Zylajew hatte einen besonderen Vorschlag für Scheuer: die Einführung einer „Ausländermaut“. Jener Plan, den er später mit einer 180-Grad-Wende zu seinem wichtigsten politischen Projekt machte – und der nun der Grund des Maut-Untersuchungsausschusses ist.

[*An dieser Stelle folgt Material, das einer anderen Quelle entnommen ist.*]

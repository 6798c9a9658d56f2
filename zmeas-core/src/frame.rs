//! 坐标系转换。
//!
//! 三个坐标系：
//! - 归一化坐标：`[0,1]²`，对应渲染后的栅格图像，y 轴向下；
//! - CAD 绝对坐标：图纸物理单位，y 轴向上，与原点选择无关；
//! - 逻辑坐标：绝对坐标减去锚点（手动原点 > 图纸默认中心 > `(0,0)`）。
//!
//! [`CoordinateFrame`] 是一次调用期间不可变的快照。修改原点或图像尺寸时
//! 通过 `with_*` 方法生成新快照，旧快照算出的逻辑坐标不再有效。

use serde::{Deserialize, Serialize};

use crate::geometry::{Bounds2D, Point2};

/// 归一化坐标（UI/栅格空间）。
#[derive(Debug, Clone, Copy, PartialEq, Serialize, Deserialize)]
pub struct Normalized(pub Point2);

/// CAD 绝对坐标。
#[derive(Debug, Clone, Copy, PartialEq, Serialize, Deserialize)]
pub struct AbsoluteCad(pub Point2);

/// 相对锚点的逻辑坐标，即最终展示给用户的坐标。
#[derive(Debug, Clone, Copy, PartialEq, Serialize, Deserialize)]
pub struct Logic(pub Point2);

macro_rules! frame_point {
    ($name:ident) => {
        impl $name {
            #[inline]
            pub fn new(x: f64, y: f64) -> Self {
                Self(Point2::new(x, y))
            }

            #[inline]
            pub fn x(self) -> f64 {
                self.0.x()
            }

            #[inline]
            pub fn y(self) -> f64 {
                self.0.y()
            }

            #[inline]
            pub fn point(self) -> Point2 {
                self.0
            }
        }
    };
}

frame_point!(Normalized);
frame_point!(AbsoluteCad);
frame_point!(Logic);

/// DXF 图纸的范围元数据，`total_w`/`total_h` 已包含两侧留白。
#[derive(Debug, Clone, Copy, PartialEq, Serialize, Deserialize)]
pub struct DxfExtents {
    pub min_x: f64,
    pub max_x: f64,
    pub max_y: f64,
    pub padding: f64,
    pub total_w: f64,
    pub total_h: f64,
    pub default_center: Point2,
}

impl DxfExtents {
    /// 根据图纸包围盒生成范围元数据，留白为长边乘以 `padding_ratio`。
    pub fn from_bounds(bounds: &Bounds2D, padding_ratio: f64) -> Option<Self> {
        if bounds.is_empty() {
            return None;
        }
        let width = bounds.width();
        let height = bounds.height();
        let padding = width.max(height) * padding_ratio.max(0.0);
        Some(Self {
            min_x: bounds.min().x(),
            max_x: bounds.max().x(),
            max_y: bounds.max().y(),
            padding,
            total_w: width + padding * 2.0,
            total_h: height + padding * 2.0,
            default_center: bounds.center(),
        })
    }
}

/// 栅格图像像素尺寸。
#[derive(Debug, Clone, Copy, PartialEq, Eq, Serialize, Deserialize)]
pub struct ImageSize {
    pub width: u32,
    pub height: u32,
}

impl ImageSize {
    #[inline]
    pub fn new(width: u32, height: u32) -> Self {
        Self { width, height }
    }

    #[inline]
    pub fn is_degenerate(&self) -> bool {
        self.width == 0 || self.height == 0
    }

    /// 高宽比（高 / 宽），尺寸退化时返回 None。
    pub fn aspect(&self) -> Option<f64> {
        if self.is_degenerate() {
            None
        } else {
            Some(self.height as f64 / self.width as f64)
        }
    }
}

/// 普通图片的标定比例：整幅图像对应的物理宽高。
#[derive(Debug, Clone, Copy, PartialEq, Serialize, Deserialize)]
pub struct CalibrationScale {
    pub total_width_units: f64,
    pub total_height_units: f64,
}

impl CalibrationScale {
    /// 由用户绘制的参考线段（归一化坐标）及其实际长度推导比例。
    pub fn from_reference(
        start: Normalized,
        end: Normalized,
        real_length: f64,
        image: ImageSize,
    ) -> Option<Self> {
        if image.is_degenerate() || !real_length.is_finite() || real_length <= 0.0 {
            return None;
        }
        let width = image.width as f64;
        let height = image.height as f64;
        let dx = (end.x() - start.x()) * width;
        let dy = (end.y() - start.y()) * height;
        let pixel_length = dx.hypot(dy);
        if pixel_length <= f64::EPSILON {
            return None;
        }
        let units_per_pixel = real_length / pixel_length;
        Some(Self {
            total_width_units: width * units_per_pixel,
            total_height_units: height * units_per_pixel,
        })
    }
}

/// 比例来源：DXF 范围或图片标定，二者择一。
#[derive(Debug, Clone, Copy, PartialEq, Serialize, Deserialize)]
#[serde(tag = "mode", rename_all = "snake_case")]
pub enum FrameScale {
    Dxf(DxfExtents),
    Calibrated(CalibrationScale),
}

/// 坐标转换快照。
#[derive(Debug, Clone, Copy, Default, PartialEq, Serialize, Deserialize)]
pub struct CoordinateFrame {
    #[serde(default)]
    scale: Option<FrameScale>,
    #[serde(default)]
    manual_origin: Option<Point2>,
    #[serde(default)]
    image_size: Option<ImageSize>,
}

/// 单轴线性映射 `abs = offset + n * span`，span 为负表示轴向翻转。
#[derive(Debug, Clone, Copy)]
struct AxisMap {
    offset: f64,
    span: f64,
}

impl AxisMap {
    #[inline]
    fn forward(self, n: f64) -> f64 {
        self.offset + n * self.span
    }

    #[inline]
    fn inverse(self, abs: f64) -> f64 {
        (abs - self.offset) / self.span
    }
}

impl CoordinateFrame {
    /// 未标定的空快照，所有比例相关转换都返回 None。
    pub fn uncalibrated() -> Self {
        Self::default()
    }

    pub fn dxf(extents: DxfExtents) -> Self {
        Self {
            scale: Some(FrameScale::Dxf(extents)),
            ..Self::default()
        }
    }

    pub fn calibrated(scale: CalibrationScale) -> Self {
        Self {
            scale: Some(FrameScale::Calibrated(scale)),
            ..Self::default()
        }
    }

    #[must_use]
    pub fn with_manual_origin(self, origin: Option<Point2>) -> Self {
        Self {
            manual_origin: origin,
            ..self
        }
    }

    #[must_use]
    pub fn with_image_size(self, image_size: Option<ImageSize>) -> Self {
        Self { image_size, ..self }
    }

    #[inline]
    pub fn scale(&self) -> Option<&FrameScale> {
        self.scale.as_ref()
    }

    #[inline]
    pub fn manual_origin(&self) -> Option<Point2> {
        self.manual_origin
    }

    #[inline]
    pub fn image_size(&self) -> Option<ImageSize> {
        self.image_size
    }

    /// 逻辑坐标锚点：手动原点优先，其次 DXF 默认中心，否则 `(0,0)`。
    pub fn anchor(&self) -> Point2 {
        if let Some(origin) = self.manual_origin {
            return origin;
        }
        match self.scale {
            Some(FrameScale::Dxf(extents)) => extents.default_center,
            _ => Point2::origin(),
        }
    }

    /// DXF 模式的有效高度：图像尺寸已知时按实际渲染宽高比推算，
    /// 避免 DXF 声明宽高比与栅格取整后的宽高比不一致。
    pub fn effective_height(&self) -> Option<f64> {
        match self.scale? {
            FrameScale::Dxf(extents) => Some(
                self.image_size
                    .and_then(|size| size.aspect())
                    .map(|aspect| extents.total_w * aspect)
                    .unwrap_or(extents.total_h),
            ),
            FrameScale::Calibrated(scale) => Some(scale.total_height_units),
        }
    }

    fn axes(&self) -> Option<(AxisMap, AxisMap)> {
        let (x_axis, y_axis) = match self.scale? {
            FrameScale::Dxf(extents) => {
                let height = self.effective_height()?;
                (
                    AxisMap {
                        offset: extents.min_x - extents.padding,
                        span: extents.total_w,
                    },
                    AxisMap {
                        offset: extents.max_y + extents.padding,
                        span: -height,
                    },
                )
            }
            FrameScale::Calibrated(scale) => (
                AxisMap {
                    offset: 0.0,
                    span: scale.total_width_units,
                },
                AxisMap {
                    offset: scale.total_height_units,
                    span: -scale.total_height_units,
                },
            ),
        };
        let usable = |axis: AxisMap| {
            axis.offset.is_finite() && axis.span.is_finite() && axis.span.abs() > f64::EPSILON
        };
        if usable(x_axis) && usable(y_axis) {
            Some((x_axis, y_axis))
        } else {
            None
        }
    }

    pub fn to_absolute_cad(&self, normalized: Normalized) -> Option<AbsoluteCad> {
        let (x_axis, y_axis) = self.axes()?;
        Some(AbsoluteCad::new(
            x_axis.forward(normalized.x()),
            y_axis.forward(normalized.y()),
        ))
    }

    pub fn to_normalized_from_absolute(&self, absolute: AbsoluteCad) -> Option<Normalized> {
        let (x_axis, y_axis) = self.axes()?;
        Some(Normalized::new(
            x_axis.inverse(absolute.x()),
            y_axis.inverse(absolute.y()),
        ))
    }

    /// 纯平移，不涉及比例或旋转。
    pub fn absolute_to_logic(&self, absolute: AbsoluteCad) -> Logic {
        let anchor = self.anchor();
        Logic::new(absolute.x() - anchor.x(), absolute.y() - anchor.y())
    }

    pub fn logic_to_absolute(&self, logic: Logic) -> AbsoluteCad {
        let anchor = self.anchor();
        AbsoluteCad::new(logic.x() + anchor.x(), logic.y() + anchor.y())
    }

    pub fn to_logic(&self, normalized: Normalized) -> Option<Logic> {
        self.to_absolute_cad(normalized)
            .map(|absolute| self.absolute_to_logic(absolute))
    }

    pub fn to_normalized(&self, logic: Logic) -> Option<Normalized> {
        self.to_normalized_from_absolute(self.logic_to_absolute(logic))
    }

    /// 将 UI 框选矩形（两个归一化角点）转换为 CAD 绝对范围。
    pub fn normalized_rect_to_absolute(&self, a: Normalized, b: Normalized) -> Option<Bounds2D> {
        let a = self.to_absolute_cad(a)?;
        let b = self.to_absolute_cad(b)?;
        Some(Bounds2D::from_corners(a.point(), b.point()))
    }
}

Scheuer wusste, dass „Ausländermaut“ rechtswidrig ist
Zylajew hatte der Berliner Zeitung von dem Brief zunächst nur berichtet. Das Dokument selbst hatte er allerdings nicht mehr finden können. Doch das Schriftstück befand sich ja im Bundesverkehrsministerium. Und aus den Archiven des Ministeriums befreite es nun das Magazin Focus mithilfe eines Informationsfreiheitsantrages. Der Brief liegt auch der Berliner Zeitung vor.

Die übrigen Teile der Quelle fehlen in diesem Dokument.